- [INPUT FOR THIS TASK]

────────

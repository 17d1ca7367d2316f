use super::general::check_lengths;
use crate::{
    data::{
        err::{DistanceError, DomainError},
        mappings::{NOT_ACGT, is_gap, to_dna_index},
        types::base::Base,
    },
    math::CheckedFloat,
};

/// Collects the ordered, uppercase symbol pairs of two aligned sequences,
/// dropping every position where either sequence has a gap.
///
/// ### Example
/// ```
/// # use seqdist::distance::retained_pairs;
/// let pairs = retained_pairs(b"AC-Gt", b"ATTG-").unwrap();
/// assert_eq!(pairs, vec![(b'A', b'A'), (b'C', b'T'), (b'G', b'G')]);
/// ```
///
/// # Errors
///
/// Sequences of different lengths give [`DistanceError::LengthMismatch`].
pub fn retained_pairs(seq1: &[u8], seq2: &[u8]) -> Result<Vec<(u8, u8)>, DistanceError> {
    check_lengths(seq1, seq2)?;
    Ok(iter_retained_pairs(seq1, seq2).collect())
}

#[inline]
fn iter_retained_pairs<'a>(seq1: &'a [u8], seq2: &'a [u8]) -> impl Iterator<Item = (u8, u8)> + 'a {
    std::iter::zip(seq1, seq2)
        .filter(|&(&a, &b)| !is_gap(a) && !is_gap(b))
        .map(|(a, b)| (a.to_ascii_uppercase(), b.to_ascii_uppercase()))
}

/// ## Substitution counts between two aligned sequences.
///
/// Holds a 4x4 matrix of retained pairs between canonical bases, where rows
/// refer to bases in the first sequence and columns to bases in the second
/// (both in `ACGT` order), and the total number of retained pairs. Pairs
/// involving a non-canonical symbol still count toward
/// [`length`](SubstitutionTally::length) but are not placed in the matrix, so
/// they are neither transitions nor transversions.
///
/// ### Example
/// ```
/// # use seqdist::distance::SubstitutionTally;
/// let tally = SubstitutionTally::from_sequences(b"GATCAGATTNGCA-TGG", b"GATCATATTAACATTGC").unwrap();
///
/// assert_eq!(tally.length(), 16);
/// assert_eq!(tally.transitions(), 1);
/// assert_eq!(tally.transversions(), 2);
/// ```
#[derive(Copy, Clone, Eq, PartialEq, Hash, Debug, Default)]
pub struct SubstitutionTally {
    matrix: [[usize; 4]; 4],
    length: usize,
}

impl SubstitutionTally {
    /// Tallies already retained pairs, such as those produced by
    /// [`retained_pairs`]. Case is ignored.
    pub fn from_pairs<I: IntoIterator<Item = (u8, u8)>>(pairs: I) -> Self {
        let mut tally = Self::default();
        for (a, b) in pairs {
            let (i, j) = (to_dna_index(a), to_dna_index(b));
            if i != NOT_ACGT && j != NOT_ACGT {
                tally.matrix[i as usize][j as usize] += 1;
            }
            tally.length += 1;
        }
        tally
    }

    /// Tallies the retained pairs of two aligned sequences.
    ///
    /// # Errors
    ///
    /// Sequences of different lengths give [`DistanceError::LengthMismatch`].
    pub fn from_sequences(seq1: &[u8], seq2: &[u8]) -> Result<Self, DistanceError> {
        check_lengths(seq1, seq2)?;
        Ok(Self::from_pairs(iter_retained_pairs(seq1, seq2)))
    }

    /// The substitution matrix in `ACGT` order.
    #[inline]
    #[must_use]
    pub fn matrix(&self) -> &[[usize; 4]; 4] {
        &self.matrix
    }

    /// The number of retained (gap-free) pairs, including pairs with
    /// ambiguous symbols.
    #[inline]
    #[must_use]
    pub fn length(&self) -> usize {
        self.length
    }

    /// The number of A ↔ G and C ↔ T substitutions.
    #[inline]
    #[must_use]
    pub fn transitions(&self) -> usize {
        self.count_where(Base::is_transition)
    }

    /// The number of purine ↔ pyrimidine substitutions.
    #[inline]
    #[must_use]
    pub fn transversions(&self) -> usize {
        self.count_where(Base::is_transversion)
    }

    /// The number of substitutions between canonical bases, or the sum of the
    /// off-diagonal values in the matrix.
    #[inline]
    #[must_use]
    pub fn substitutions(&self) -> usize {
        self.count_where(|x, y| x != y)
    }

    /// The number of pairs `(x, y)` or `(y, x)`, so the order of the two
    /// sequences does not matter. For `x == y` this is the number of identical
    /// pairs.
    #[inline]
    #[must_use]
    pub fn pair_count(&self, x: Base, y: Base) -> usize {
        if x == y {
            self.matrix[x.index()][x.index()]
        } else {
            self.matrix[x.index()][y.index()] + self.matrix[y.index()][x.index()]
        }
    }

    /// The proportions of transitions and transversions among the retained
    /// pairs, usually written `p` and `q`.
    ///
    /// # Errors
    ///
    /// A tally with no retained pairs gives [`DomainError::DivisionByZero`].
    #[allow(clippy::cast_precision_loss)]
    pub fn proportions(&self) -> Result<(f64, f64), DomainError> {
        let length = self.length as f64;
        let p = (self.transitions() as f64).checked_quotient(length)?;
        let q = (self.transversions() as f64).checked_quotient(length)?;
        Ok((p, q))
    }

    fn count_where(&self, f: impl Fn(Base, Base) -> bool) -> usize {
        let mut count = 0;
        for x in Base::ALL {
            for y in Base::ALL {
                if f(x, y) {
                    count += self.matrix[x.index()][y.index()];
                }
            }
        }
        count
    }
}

────────

- [HOW TO COMPLETE THIS TASK] Copy the lines that hold the word "impl". Take them from the records above.

- [ANSWER SPACE]
fn iter_retained_pairs<'a>(seq1: &'a [u8], seq2: &'a [u8]) -> impl Iterator<Item = (u8, u8)> + 'a {
impl SubstitutionTally {
    fn count_where(&self, f: impl Fn(Base, Base) -> bool) -> usize {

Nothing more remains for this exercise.